Les millions d’espèces qui peuplent l’univers savent toutes se nourrir, alterner les périodes d’activité et de repos, se défendre contre les menaces extérieures et assurer la continuité de l’espèce par la reproduction. Certaines savent même jouer, rire et faire montre d’affection. Mais la forme humaine est la seule qui permet de s’interroger sur ses origines, sa raison d’être et sa finalité – la perle rare!
L’Absolu dont parle Vyasa, c’est le Brahman, l’Essence de tout ce qui existe, le Verbe, la Cause primordiale, l’Être suprême. Mais le brahman, en sanskrit, c’est aussi l’étincelle vivante qui anime tous les êtres, l’âme distincte de toutes les autres âmes et en même temps partie intégrante de l’Âme universelle. C’est aussi la nature et tous les éléments dont elle se compose – le champ d’action de l’âme incarnée. Et ce sont enfin les codes du savoir et les codes d’action que renferment les Védas.
Oyez, oyez!
En fin de compte, d’entrée de jeu, avant même d’entamer son propos, le sage tient à annoncer la couleur et à nous envoyer un message clair, haut et fort : «Le moment est venu de s’enquérir de l’Absolu, ici et maintenant.» Autrement dit, puisque nous avons la chance d’avoir une forme humaine, profitons-en sans tarder pour chercher à connaître la Source de tout, notre nature véritable ainsi que les mécanismes qui nous emprisonnent dans la matière et entravent notre soif de bonheur et d’éternité.

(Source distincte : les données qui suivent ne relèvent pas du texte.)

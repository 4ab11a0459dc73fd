use serde::{Deserialize, Serialize};
use std::path::PathBuf;

/// Which key-value store backs the session collection.
#[derive(Deserialize, Serialize, Debug, Clone, Copy, PartialEq, Eq, Default)]
#[serde(rename_all = "snake_case")]
pub enum StorageBackend {
    #[default]
    File,
    Memory,
}

#[derive(Deserialize, Serialize, Debug, Clone, PartialEq, Default)]
pub struct StorageConfig {
    #[serde(default)]
    pub backend: StorageBackend,
    /// Store file; defaults to `<config_dir>/uhh/store.toml`
    #[serde(default)]
    pub path: Option<PathBuf>,
}

#[derive(Deserialize, Serialize, Debug, Clone, PartialEq)]
pub struct LoggingConfig {
    /// `EnvFilter` directive used when `RUST_LOG` is not set
    #[serde(default = "default_log_filter")]
    pub filter: String,
    #[serde(default)]
    pub json: bool,
}

impl Default for LoggingConfig {
    fn default() -> Self {
        Self {
            filter: default_log_filter(),
            json: false,
        }
    }
}

fn default_log_filter() -> String {
    "info".to_string()
}

/// What starting a session does while another one is still active.
#[derive(Deserialize, Serialize, Debug, Clone, Copy, PartialEq, Eq, Default)]
#[serde(rename_all = "snake_case")]
pub enum ActiveSessionPolicy {
    #[default]
    Reject,
    EndCurrent,
}

#[derive(Deserialize, Serialize, Debug, Clone, PartialEq, Default)]
pub struct SessionPolicyConfig {
    #[serde(default)]
    pub on_start_with_active: ActiveSessionPolicy,
}

#[derive(Deserialize, Serialize, Debug, Clone, PartialEq, Default)]
pub struct UhhConfig {
    #[serde(default)]
    pub storage: StorageConfig,
    #[serde(default)]
    pub logging: LoggingConfig,
    #[serde(default)]
    pub sessions: SessionPolicyConfig,
}

#[cfg(test)]
mod tests {
    use super::*;

    #[test]
    fn test_empty_document_gives_defaults() {
        let config: UhhConfig = toml::from_str("").unwrap();
        assert_eq!(config, UhhConfig::default());
        assert_eq!(config.logging.filter, "info");
        assert_eq!(config.storage.backend, StorageBackend::File);
        assert_eq!(
            config.sessions.on_start_with_active,
            ActiveSessionPolicy::Reject
        );
    }

    #[test]
    fn test_full_document() {
        let config: UhhConfig = toml::from_str(
            r#"
            [storage]
            backend = "memory"
            path = "/tmp/uhh.toml"

            [logging]
            filter = "uhh=debug"
            json = true

            [sessions]
            on_start_with_active = "end_current"
            "#,
        )
        .unwrap();

        assert_eq!(config.storage.backend, StorageBackend::Memory);
        assert_eq!(config.storage.path, Some(PathBuf::from("/tmp/uhh.toml")));
        assert_eq!(config.logging.filter, "uhh=debug");
        assert!(config.logging.json);
        assert_eq!(
            config.sessions.on_start_with_active,
            ActiveSessionPolicy::EndCurrent
        );
    }
}
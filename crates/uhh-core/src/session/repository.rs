//! Session repository trait.
//!
//! Defines the interface for session persistence operations.

use super::model::Session;
use crate::error::Result;

/// An abstract repository over the whole session collection.
///
/// Every method is one complete load → modify → store cycle against the
/// backing store; there is no partial, row-level persistence and no locking
/// across calls. Two interleaved callers can therefore lose each other's
/// writes.
///
/// Operations addressed by id are silent no-ops when the id is unknown, so a
/// stale reference (for example a delete issued twice) never fails.
///
/// The repository does not enforce the single-active-session rule. Callers
/// must end the current active session before creating a new one.
pub trait SessionRepository: Send + Sync {
    /// Lists all sessions in stored order.
    ///
    /// # Returns
    ///
    /// - `Ok(Vec<Session>)`: All stored sessions (empty if nothing is stored)
    /// - `Err(_)`: Stored data could not be decoded
    fn list_sessions(&self) -> Result<Vec<Session>>;

    /// Creates and stores a new active session.
    ///
    /// # Arguments
    ///
    /// * `name` - Display name; trimmed, must not be empty
    ///
    /// # Errors
    ///
    /// Returns `UhhError::InvalidArgument` if `name` is blank.
    fn create_session(&self, name: &str) -> Result<Session>;

    /// Appends an "uhh" event stamped now to the session with `session_id`.
    fn append_filler_word_event(&self, session_id: &str) -> Result<()>;

    /// Ends the session with `session_id` at `at`, or now when `at` is `None`.
    fn end_session(&self, session_id: &str, at: Option<i64>) -> Result<()>;

    /// Removes the session with `session_id`.
    fn delete_session(&self, session_id: &str) -> Result<()>;

    /// Clears the whole collection.
    fn delete_all_sessions(&self) -> Result<()>;
}
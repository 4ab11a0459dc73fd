//! Unified path management for uhh files.
//!
//! ```text
//! ~/.config/uhh/           # Config directory (platform equivalent elsewhere)
//! ├── config.toml          # Application configuration
//! └── store.toml           # Key-value store (file backend)
//! ```

use std::path::PathBuf;
use uhh_core::error::{Result, UhhError};

const APP_DIR: &str = "uhh";

pub struct UhhPaths;

impl UhhPaths {
    /// Returns the uhh configuration directory (e.g. `~/.config/uhh/`).
    pub fn config_dir() -> Result<PathBuf> {
        dirs::config_dir()
            .map(|dir| dir.join(APP_DIR))
            .ok_or_else(|| UhhError::config("Cannot find config directory"))
    }

    pub fn config_file() -> Result<PathBuf> {
        Ok(Self::config_dir()?.join("config.toml"))
    }

    /// Default location of the file-backed key-value store.
    pub fn store_file() -> Result<PathBuf> {
        Ok(Self::config_dir()?.join("store.toml"))
    }
}
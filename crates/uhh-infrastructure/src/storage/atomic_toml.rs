//! Atomic TOML file operations.
//!
//! Whole-file replace via tmp file + fsync + rename, with an exclusive lock
//! held around each transactional update.

use serde::{Serialize, de::DeserializeOwned};
use std::fs::{self, File, OpenOptions};
use std::io::Write as IoWrite;
use std::marker::PhantomData;
use std::path::{Path, PathBuf};
use uhh_core::UhhError;

/// Errors that can occur during atomic TOML operations.
#[derive(Debug)]
pub enum AtomicTomlError {
    /// File I/O error.
    IoError(std::io::Error),
    /// TOML parse error.
    TomlError(toml::de::Error),
    /// TOML serialization error.
    TomlSerError(toml::ser::Error),
    /// File locking error.
    LockError(String),
}

impl std::fmt::Display for AtomicTomlError {
    fn fmt(&self, f: &mut std::fmt::Formatter<'_>) -> std::fmt::Result {
        match self {
            AtomicTomlError::IoError(e) => write!(f, "I/O error: {}", e),
            AtomicTomlError::TomlError(e) => write!(f, "TOML parse error: {}", e),
            AtomicTomlError::TomlSerError(e) => write!(f, "TOML serialization error: {}", e),
            AtomicTomlError::LockError(e) => write!(f, "Lock error: {}", e),
        }
    }
}

impl std::error::Error for AtomicTomlError {}

impl From<std::io::Error> for AtomicTomlError {
    fn from(e: std::io::Error) -> Self {
        AtomicTomlError::IoError(e)
    }
}

impl From<toml::de::Error> for AtomicTomlError {
    fn from(e: toml::de::Error) -> Self {
        AtomicTomlError::TomlError(e)
    }
}

impl From<toml::ser::Error> for AtomicTomlError {
    fn from(e: toml::ser::Error) -> Self {
        AtomicTomlError::TomlSerError(e)
    }
}

/// An unreadable or unwritable file means the store is unavailable; a file
/// that reads fine but does not parse is malformed data.
impl From<AtomicTomlError> for UhhError {
    fn from(e: AtomicTomlError) -> Self {
        match e {
            AtomicTomlError::IoError(_) | AtomicTomlError::LockError(_) => {
                UhhError::storage_unavailable(e.to_string())
            }
            AtomicTomlError::TomlError(_) => UhhError::malformed(e.to_string()),
            AtomicTomlError::TomlSerError(_) => UhhError::Serialization {
                format: "TOML".to_string(),
                message: e.to_string(),
            },
        }
    }
}

/// A handle to a TOML file that is only ever replaced as a whole.
///
/// Provides:
/// - **Atomicity**: Updates are all-or-nothing via tmp file + atomic rename
/// - **Isolation**: An exclusive lock file guards read-modify-write updates
/// - **Durability**: Explicit fsync before rename
pub struct AtomicTomlFile<T> {
    path: PathBuf,
    _phantom: PhantomData<T>,
}

impl<T> AtomicTomlFile<T>
where
    T: Serialize + DeserializeOwned,
{
    pub fn new(path: PathBuf) -> Self {
        Self {
            path,
            _phantom: PhantomData,
        }
    }

    pub fn path(&self) -> &Path {
        &self.path
    }

    /// Loads and deserializes the file.
    ///
    /// # Returns
    ///
    /// - `Ok(Some(T))`: Successfully loaded and deserialized
    /// - `Ok(None)`: File doesn't exist or is empty
    /// - `Err`: Failed to read or parse the file
    pub fn load(&self) -> Result<Option<T>, AtomicTomlError> {
        if !self.path.exists() {
            return Ok(None);
        }

        let content = fs::read_to_string(&self.path)?;

        if content.trim().is_empty() {
            return Ok(None);
        }

        let data: T = toml::from_str(&content)?;
        Ok(Some(data))
    }

    /// Serializes `data` and atomically replaces the file with it.
    pub fn save(&self, data: &T) -> Result<(), AtomicTomlError> {
        if let Some(parent) = self.path.parent() {
            if !parent.exists() {
                fs::create_dir_all(parent)?;
            }
        }

        let toml_string = toml::to_string_pretty(data)?;

        // Write to temporary file in the same directory
        let tmp_path = self.get_temp_path()?;
        let mut tmp_file = File::create(&tmp_path)?;
        tmp_file.write_all(toml_string.as_bytes())?;
        tmp_file.sync_all()?;
        drop(tmp_file);

        fs::rename(&tmp_path, &self.path)?;

        Ok(())
    }

    /// Performs a locked read-modify-write.
    ///
    /// `default_value` is used when the file doesn't exist yet. If `f` returns
    /// an error nothing is written.
    pub fn update<F>(&self, default_value: T, f: F) -> Result<(), AtomicTomlError>
    where
        F: FnOnce(&mut T) -> Result<(), AtomicTomlError>,
    {
        let _lock = FileLock::acquire(&self.path)?;

        let mut data = self.load()?.unwrap_or(default_value);
        f(&mut data)?;
        self.save(&data)?;

        Ok(())
    }

    fn get_temp_path(&self) -> Result<PathBuf, AtomicTomlError> {
        let parent = self.path.parent().ok_or_else(|| {
            AtomicTomlError::IoError(std::io::Error::new(
                std::io::ErrorKind::InvalidInput,
                "Path has no parent directory",
            ))
        })?;

        let file_name = self.path.file_name().ok_or_else(|| {
            AtomicTomlError::IoError(std::io::Error::new(
                std::io::ErrorKind::InvalidInput,
                "Path has no file name",
            ))
        })?;

        let tmp_name = format!(".{}.tmp", file_name.to_string_lossy());
        Ok(parent.join(tmp_name))
    }
}

/// Exclusive lock on `<path>.lock`, released and removed on drop.
struct FileLock {
    #[allow(dead_code)]
    file: File,
    lock_path: PathBuf,
}

impl FileLock {
    fn acquire(path: &Path) -> Result<Self, AtomicTomlError> {
        let lock_path = path.with_extension("lock");

        if let Some(parent) = lock_path.parent() {
            if !parent.exists() {
                fs::create_dir_all(parent)?;
            }
        }

        let file = OpenOptions::new()
            .write(true)
            .create(true)
            .truncate(false)
            .open(&lock_path)?;

        #[cfg(unix)]
        {
            use fs2::FileExt;
            file.lock_exclusive().map_err(|e| {
                AtomicTomlError::LockError(format!("Failed to acquire lock: {}", e))
            })?;
        }

        Ok(FileLock { file, lock_path })
    }
}

impl Drop for FileLock {
    fn drop(&mut self) {
        // Unlock happens when the handle closes; removing the file is best effort
        let _ = fs::remove_file(&self.lock_path);
    }
}
//! Application layer of the filler word counter.
//!
//! Use cases and lifecycle rules that coordinate the domain and
//! infrastructure layers, plus the wiring and logging setup a host needs.

pub mod bootstrap;
pub mod lifecycle;
pub mod session_usecase;
pub mod telemetry;

pub use bootstrap::{App, AppBootstrap};
pub use lifecycle::LifecyclePolicy;
pub use session_usecase::{SessionOverview, SessionUseCase};
pub use telemetry::init_tracing;
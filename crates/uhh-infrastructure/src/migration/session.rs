//! Session collection migrations.
//!
//! Each step handles one schema transition of the stored collection.

use super::traits::{Migration, TypedMigration};
use crate::dto::{SessionRecord, session_index};
use anyhow::Result;
use semver::Version;

/// Migration from the pre-1 schema (0.0.0) to schema 1 (1.0.0).
///
/// Changes:
/// - Add `index`: every session without one gets its position in stored order
///
/// Sessions that already have an index keep it, which makes the step a no-op
/// on data that has been migrated before.
#[derive(Debug, Default)]
pub struct AssignSessionIndexMigration;

impl Migration for AssignSessionIndexMigration {
    fn from_version(&self) -> Version {
        Version::new(0, 0, 0)
    }

    fn to_version(&self) -> Version {
        Version::new(1, 0, 0)
    }

    fn description(&self) -> &str {
        "Assign 'index' from stored order to sessions that lack one"
    }
}

impl TypedMigration<Vec<SessionRecord>> for AssignSessionIndexMigration {
    fn migrate(&self, records: Vec<SessionRecord>) -> Result<Vec<SessionRecord>> {
        Ok(fill_missing_indexes(records)?)
    }
}

/// Gives every record without an index its position in the collection.
pub(crate) fn fill_missing_indexes(
    records: Vec<SessionRecord>,
) -> uhh_core::Result<Vec<SessionRecord>> {
    records
        .into_iter()
        .enumerate()
        .map(|(position, mut record)| {
            if record.index.is_none() {
                let index = session_index(position)?;
                tracing::debug!("Assigned index {} to session '{}'", index, record.id);
                record.index = Some(index);
            }
            Ok(record)
        })
        .collect()
}

#[cfg(test)]
mod tests {
    use super::*;

    fn record(id: &str, index: Option<u32>) -> SessionRecord {
        SessionRecord {
            id: id.to_string(),
            name: format!("Session {}", id),
            start_time: 0,
            end_time: Some(1),
            events: Vec::new(),
            index,
        }
    }

    #[test]
    fn test_assigns_positions_in_order() {
        let migrated = AssignSessionIndexMigration
            .migrate(vec![record("a", None), record("b", None), record("c", None)])
            .unwrap();
        let indexes: Vec<_> = migrated.iter().map(|r| r.index).collect();
        assert_eq!(indexes, vec![Some(0), Some(1), Some(2)]);
    }

    #[test]
    fn test_existing_indexes_are_kept() {
        let migrated = AssignSessionIndexMigration
            .migrate(vec![record("a", Some(5)), record("b", None)])
            .unwrap();
        assert_eq!(migrated[0].index, Some(5));
        assert_eq!(migrated[1].index, Some(1));
    }

    #[test]
    fn test_idempotent() {
        let input = vec![record("a", None), record("b", Some(9)), record("c", None)];
        let once = AssignSessionIndexMigration.migrate(input).unwrap();
        let twice = AssignSessionIndexMigration.migrate(once.clone()).unwrap();
        assert_eq!(once, twice);
    }
}
//! Logging initialization.
//!
//! `RUST_LOG` wins over the configured filter:
//!
//! ```bash
//! RUST_LOG=uhh_infrastructure=debug,info uhh
//! ```

use tracing_subscriber::{EnvFilter, fmt};
use uhh_core::config::LoggingConfig;

/// Filter from `RUST_LOG`, else the configured directive, else `info`.
fn env_filter(config: &LoggingConfig) -> EnvFilter {
    EnvFilter::try_from_default_env()
        .or_else(|_| EnvFilter::try_new(&config.filter))
        .unwrap_or_else(|_| EnvFilter::new("info"))
}

/// Installs the global `tracing` subscriber, writing to stderr.
///
/// Returns `false` if a subscriber was already installed; calling this more
/// than once is harmless.
pub fn init_tracing(config: &LoggingConfig) -> bool {
    let builder = fmt()
        .with_env_filter(env_filter(config))
        .with_target(false)
        .with_writer(std::io::stderr);

    let result = if config.json {
        builder.json().try_init()
    } else {
        builder.try_init()
    };
    result.is_ok()
}

#[cfg(test)]
mod tests {
    use super::*;

    #[test]
    fn test_default_filter_parses() {
        assert!(EnvFilter::try_new(LoggingConfig::default().filter).is_ok());
    }

    #[test]
    fn test_second_init_is_harmless() {
        let config = LoggingConfig::default();
        init_tracing(&config);
        assert!(!init_tracing(&config));
    }
}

Ce ne sont pas les distractions qui manquent, mais il faut savoir établir ses priorités. Et quelle est notre plus grande priorité? C’est d’être heureux. Complètement heureux. Tout le temps heureux. Mais qu’ils soient d’ordre sensoriel, émotionnel ou intellectuel, les bonheurs que nous arrivons à glaner par nos efforts ne sont jamais sans failles ni durables.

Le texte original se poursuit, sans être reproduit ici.